◆ **Exercise details**
Each line from the opening of the records that follow to the line with "pub struct Product" needs to be written out exactly. Add nothing.

####################

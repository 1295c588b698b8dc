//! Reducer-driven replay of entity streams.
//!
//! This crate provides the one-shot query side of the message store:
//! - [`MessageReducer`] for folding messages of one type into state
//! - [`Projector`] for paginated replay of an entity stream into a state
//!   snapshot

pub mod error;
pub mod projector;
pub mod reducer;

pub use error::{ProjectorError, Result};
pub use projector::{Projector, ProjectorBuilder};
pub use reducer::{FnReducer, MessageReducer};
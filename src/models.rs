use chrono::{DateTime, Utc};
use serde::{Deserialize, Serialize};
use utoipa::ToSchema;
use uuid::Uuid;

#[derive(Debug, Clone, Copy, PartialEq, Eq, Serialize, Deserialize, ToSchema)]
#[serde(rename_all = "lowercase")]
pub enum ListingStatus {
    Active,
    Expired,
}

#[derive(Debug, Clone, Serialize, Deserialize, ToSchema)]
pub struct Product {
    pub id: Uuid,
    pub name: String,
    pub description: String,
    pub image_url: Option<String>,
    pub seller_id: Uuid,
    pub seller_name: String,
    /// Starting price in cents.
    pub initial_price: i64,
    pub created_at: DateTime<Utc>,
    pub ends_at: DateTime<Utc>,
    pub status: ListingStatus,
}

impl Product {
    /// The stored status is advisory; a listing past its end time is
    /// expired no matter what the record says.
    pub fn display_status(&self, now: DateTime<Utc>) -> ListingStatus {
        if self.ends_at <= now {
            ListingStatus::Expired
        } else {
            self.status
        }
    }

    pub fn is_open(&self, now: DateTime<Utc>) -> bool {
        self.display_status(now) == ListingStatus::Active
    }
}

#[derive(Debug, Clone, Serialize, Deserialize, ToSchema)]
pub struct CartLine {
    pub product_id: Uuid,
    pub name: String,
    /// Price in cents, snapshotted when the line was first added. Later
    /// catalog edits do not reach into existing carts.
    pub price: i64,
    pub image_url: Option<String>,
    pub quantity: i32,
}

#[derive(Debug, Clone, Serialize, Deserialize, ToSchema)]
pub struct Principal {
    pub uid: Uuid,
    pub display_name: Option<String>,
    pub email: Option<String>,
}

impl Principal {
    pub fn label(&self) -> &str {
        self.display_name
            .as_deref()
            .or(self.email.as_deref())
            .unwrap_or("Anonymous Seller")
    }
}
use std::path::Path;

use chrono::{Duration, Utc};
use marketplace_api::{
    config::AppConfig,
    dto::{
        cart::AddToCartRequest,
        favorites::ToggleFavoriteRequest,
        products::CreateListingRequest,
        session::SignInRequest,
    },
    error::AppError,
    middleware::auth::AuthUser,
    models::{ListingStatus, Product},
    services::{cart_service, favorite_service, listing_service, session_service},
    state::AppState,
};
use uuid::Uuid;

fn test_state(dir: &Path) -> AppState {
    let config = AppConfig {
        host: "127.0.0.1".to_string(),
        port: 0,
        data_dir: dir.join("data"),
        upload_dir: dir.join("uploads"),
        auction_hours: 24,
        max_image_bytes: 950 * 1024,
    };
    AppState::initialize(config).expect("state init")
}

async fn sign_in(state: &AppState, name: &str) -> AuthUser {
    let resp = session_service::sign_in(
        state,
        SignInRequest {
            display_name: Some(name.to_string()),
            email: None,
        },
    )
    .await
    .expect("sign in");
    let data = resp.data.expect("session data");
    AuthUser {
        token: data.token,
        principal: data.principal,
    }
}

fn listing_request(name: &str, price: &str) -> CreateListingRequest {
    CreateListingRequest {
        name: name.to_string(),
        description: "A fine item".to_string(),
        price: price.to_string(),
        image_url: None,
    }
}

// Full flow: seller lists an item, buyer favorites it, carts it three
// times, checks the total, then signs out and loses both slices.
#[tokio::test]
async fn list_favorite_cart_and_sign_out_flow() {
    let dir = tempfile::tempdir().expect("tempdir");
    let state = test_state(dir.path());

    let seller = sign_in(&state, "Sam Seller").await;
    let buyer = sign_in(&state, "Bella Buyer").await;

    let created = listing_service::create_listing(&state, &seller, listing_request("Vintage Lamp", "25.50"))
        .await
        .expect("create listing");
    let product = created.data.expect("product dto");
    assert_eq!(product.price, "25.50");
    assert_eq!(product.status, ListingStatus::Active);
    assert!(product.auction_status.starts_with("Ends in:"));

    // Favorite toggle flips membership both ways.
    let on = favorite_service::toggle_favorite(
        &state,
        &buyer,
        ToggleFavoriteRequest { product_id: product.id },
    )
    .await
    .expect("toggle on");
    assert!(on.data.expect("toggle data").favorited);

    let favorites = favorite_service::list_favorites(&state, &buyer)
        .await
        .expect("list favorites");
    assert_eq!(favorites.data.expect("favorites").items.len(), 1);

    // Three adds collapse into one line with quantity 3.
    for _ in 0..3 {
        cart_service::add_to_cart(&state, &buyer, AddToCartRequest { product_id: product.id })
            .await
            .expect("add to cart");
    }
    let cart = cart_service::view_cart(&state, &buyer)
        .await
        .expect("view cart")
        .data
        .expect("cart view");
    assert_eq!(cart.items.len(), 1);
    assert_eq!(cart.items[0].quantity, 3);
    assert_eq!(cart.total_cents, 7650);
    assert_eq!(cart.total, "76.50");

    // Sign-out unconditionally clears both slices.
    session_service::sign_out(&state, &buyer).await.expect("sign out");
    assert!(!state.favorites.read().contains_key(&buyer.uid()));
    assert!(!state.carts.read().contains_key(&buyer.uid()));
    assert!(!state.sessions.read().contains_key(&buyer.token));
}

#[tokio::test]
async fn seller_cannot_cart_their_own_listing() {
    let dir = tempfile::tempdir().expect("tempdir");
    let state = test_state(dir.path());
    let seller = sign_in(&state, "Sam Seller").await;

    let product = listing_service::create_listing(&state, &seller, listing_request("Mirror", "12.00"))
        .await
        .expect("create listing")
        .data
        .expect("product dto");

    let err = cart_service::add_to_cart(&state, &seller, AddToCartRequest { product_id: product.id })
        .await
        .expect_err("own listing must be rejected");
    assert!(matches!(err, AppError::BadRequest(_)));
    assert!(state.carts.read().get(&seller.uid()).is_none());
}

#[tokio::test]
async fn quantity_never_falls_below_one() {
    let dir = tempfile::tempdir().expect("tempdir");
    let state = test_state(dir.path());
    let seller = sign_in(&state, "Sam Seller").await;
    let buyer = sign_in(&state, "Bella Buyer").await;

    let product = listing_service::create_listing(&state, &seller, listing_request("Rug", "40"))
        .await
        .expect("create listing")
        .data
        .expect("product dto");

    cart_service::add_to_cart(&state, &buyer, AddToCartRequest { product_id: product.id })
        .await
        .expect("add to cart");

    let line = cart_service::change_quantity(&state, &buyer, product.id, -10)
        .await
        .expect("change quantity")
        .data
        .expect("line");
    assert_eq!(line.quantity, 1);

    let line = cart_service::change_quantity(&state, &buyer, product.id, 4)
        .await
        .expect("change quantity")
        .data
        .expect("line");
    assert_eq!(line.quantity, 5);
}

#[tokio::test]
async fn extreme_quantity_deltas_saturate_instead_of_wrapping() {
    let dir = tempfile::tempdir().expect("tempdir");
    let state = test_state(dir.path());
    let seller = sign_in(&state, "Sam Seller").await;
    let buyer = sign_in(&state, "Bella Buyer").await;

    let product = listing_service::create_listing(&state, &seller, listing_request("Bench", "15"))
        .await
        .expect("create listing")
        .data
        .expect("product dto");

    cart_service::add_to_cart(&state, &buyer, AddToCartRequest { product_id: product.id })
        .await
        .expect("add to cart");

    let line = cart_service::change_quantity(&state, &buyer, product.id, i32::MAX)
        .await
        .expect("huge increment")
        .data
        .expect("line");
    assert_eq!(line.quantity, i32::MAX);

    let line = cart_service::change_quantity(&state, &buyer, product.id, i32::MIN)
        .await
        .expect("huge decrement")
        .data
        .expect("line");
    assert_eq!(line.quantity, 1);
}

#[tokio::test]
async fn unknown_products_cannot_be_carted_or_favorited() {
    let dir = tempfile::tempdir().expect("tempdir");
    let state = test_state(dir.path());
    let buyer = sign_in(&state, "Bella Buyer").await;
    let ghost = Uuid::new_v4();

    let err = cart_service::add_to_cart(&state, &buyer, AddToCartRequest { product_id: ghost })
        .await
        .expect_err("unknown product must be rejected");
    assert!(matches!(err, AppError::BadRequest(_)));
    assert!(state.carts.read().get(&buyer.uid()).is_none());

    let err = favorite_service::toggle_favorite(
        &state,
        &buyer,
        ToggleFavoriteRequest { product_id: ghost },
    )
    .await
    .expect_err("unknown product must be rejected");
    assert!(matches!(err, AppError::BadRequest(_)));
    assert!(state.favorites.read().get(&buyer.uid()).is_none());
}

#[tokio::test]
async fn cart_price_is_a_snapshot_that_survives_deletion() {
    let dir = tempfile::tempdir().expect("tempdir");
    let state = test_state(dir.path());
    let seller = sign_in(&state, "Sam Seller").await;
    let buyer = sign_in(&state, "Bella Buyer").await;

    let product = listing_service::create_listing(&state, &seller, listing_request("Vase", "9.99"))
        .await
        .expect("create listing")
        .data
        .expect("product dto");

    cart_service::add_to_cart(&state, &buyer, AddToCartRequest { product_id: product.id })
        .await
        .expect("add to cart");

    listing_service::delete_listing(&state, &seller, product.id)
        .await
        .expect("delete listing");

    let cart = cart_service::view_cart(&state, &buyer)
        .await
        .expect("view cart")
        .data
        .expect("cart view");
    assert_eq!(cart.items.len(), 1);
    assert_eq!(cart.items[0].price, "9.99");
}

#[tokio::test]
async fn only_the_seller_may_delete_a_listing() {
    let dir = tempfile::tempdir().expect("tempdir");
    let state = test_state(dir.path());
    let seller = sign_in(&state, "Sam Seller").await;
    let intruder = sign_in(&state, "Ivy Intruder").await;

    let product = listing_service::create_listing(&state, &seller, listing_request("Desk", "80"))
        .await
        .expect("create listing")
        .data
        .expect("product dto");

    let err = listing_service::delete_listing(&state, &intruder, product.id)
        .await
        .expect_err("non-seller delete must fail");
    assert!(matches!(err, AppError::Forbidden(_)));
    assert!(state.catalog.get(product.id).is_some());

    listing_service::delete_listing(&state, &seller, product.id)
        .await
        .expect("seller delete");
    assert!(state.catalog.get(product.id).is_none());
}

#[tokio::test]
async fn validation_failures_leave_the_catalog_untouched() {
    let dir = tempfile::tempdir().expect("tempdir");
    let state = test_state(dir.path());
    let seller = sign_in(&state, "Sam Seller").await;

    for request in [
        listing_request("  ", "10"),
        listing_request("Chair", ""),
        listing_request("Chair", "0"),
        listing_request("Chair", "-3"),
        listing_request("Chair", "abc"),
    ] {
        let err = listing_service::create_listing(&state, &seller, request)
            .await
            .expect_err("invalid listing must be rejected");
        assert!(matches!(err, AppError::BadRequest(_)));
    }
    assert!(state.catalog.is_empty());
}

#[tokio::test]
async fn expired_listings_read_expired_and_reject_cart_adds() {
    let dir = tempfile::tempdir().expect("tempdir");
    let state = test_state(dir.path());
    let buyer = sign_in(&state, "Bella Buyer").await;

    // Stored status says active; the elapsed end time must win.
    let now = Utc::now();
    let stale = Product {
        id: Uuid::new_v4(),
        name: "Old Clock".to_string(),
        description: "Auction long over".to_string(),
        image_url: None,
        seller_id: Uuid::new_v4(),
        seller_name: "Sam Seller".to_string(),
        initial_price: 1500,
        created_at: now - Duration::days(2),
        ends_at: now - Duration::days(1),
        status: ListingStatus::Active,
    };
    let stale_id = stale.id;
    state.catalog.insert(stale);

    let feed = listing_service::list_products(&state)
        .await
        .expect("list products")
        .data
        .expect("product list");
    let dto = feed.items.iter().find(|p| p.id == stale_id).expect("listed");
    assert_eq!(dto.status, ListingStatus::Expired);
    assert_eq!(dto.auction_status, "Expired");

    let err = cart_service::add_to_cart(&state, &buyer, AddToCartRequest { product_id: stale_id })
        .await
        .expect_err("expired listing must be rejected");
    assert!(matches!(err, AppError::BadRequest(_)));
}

####################

◆ **Exercise answer**
repository 1295c588b698b8dc
//! Reducer-driven replay of entity streams.
//!
//! This crate provides the one-shot query side of the message store:
//! - [`MessageReducer`] for folding messages of one type into state
//! - [`Projector`] for paginated replay of an entity stream into a state
//!   snapshot

pub mod error;
pub mod projector;
pub mod reducer;

pub use error::{ProjectorError, Result};
pub use projector::{Projector, ProjectorBuilder};
pub use reducer::{FnReducer, MessageReducer};
filename src/models.rs
use chrono::{DateTime, Utc};
use serde::{Deserialize, Serialize};
use utoipa::ToSchema;
use uuid::Uuid;

#[derive(Debug, Clone, Copy, PartialEq, Eq, Serialize, Deserialize, ToSchema)]
#[serde(rename_all = "lowercase")]
pub enum ListingStatus {
    Active,
    Expired,
}

#[derive(Debug, Clone, Serialize, Deserialize, ToSchema)]
pub struct Product {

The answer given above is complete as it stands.